Brief → Repeat the stretch of entries below from the line with "filename src/circuit/node.rs" through the line with "use crate::components::Component;". Include both ends and add nothing.

Entries supplied →
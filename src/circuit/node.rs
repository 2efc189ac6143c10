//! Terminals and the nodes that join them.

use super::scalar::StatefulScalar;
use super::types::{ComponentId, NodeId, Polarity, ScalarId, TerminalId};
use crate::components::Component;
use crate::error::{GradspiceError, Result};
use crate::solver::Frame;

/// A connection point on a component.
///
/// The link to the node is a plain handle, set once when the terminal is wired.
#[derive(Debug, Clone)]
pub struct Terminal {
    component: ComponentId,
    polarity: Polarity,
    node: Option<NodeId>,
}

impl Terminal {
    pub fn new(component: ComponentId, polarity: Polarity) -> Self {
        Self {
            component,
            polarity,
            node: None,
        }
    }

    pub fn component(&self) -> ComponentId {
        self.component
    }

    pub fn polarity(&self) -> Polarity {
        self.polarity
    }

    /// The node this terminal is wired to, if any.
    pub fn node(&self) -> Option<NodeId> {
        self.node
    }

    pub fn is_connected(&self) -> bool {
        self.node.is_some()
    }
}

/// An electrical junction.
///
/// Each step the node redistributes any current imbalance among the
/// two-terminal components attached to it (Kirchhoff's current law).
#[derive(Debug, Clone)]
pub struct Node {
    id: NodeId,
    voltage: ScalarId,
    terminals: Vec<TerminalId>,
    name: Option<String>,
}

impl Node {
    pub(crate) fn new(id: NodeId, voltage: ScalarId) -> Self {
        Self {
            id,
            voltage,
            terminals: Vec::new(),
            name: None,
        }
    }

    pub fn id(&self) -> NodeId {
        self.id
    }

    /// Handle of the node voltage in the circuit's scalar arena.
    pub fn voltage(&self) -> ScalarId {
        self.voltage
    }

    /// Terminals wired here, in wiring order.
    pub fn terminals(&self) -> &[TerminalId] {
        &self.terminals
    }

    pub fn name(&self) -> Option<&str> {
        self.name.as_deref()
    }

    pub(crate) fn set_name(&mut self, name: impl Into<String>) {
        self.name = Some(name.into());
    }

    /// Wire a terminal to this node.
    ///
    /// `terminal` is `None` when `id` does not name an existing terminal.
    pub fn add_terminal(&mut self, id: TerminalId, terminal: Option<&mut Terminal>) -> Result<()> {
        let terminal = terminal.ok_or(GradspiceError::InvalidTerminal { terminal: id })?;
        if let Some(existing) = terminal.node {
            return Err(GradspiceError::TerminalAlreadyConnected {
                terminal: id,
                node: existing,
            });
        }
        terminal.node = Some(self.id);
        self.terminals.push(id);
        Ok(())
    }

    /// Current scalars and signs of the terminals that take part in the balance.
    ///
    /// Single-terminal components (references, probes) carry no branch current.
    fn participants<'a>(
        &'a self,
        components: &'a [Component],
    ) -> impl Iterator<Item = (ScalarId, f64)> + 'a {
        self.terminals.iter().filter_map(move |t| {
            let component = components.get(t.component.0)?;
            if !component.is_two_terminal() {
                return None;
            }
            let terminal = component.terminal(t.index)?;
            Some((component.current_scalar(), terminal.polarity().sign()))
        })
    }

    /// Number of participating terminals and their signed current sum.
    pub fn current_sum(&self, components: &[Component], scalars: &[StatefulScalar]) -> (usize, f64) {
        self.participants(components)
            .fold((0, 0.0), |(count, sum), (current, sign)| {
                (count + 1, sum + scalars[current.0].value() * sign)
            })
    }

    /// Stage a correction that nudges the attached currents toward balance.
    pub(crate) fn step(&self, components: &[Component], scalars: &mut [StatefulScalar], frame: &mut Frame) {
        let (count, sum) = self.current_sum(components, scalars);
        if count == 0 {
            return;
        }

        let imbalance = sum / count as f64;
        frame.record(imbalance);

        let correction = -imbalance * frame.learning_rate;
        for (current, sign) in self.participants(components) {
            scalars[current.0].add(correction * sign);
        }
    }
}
---
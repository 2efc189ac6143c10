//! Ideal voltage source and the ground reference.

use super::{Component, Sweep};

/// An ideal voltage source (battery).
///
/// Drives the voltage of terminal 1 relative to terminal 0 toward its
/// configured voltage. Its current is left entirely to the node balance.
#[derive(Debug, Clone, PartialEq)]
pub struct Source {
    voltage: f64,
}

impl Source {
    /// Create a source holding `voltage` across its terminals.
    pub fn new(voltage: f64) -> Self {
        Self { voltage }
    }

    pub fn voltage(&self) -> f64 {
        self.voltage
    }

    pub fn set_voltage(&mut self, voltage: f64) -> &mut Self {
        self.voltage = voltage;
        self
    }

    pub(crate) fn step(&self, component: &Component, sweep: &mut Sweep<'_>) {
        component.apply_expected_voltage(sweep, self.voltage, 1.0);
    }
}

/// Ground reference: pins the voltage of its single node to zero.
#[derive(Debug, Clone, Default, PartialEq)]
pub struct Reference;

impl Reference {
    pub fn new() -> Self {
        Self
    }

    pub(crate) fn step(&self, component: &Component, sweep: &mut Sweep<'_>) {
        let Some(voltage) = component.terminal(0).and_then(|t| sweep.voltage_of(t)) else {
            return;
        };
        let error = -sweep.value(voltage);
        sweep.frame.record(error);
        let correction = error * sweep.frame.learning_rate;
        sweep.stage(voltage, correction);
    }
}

Problem solution →
filename src/circuit/node.rs
repository 2efc189ac6143c10
//! Terminals and the nodes that join them.

use super::scalar::StatefulScalar;
use super::types::{ComponentId, NodeId, Polarity, ScalarId, TerminalId};
use crate::components::Component;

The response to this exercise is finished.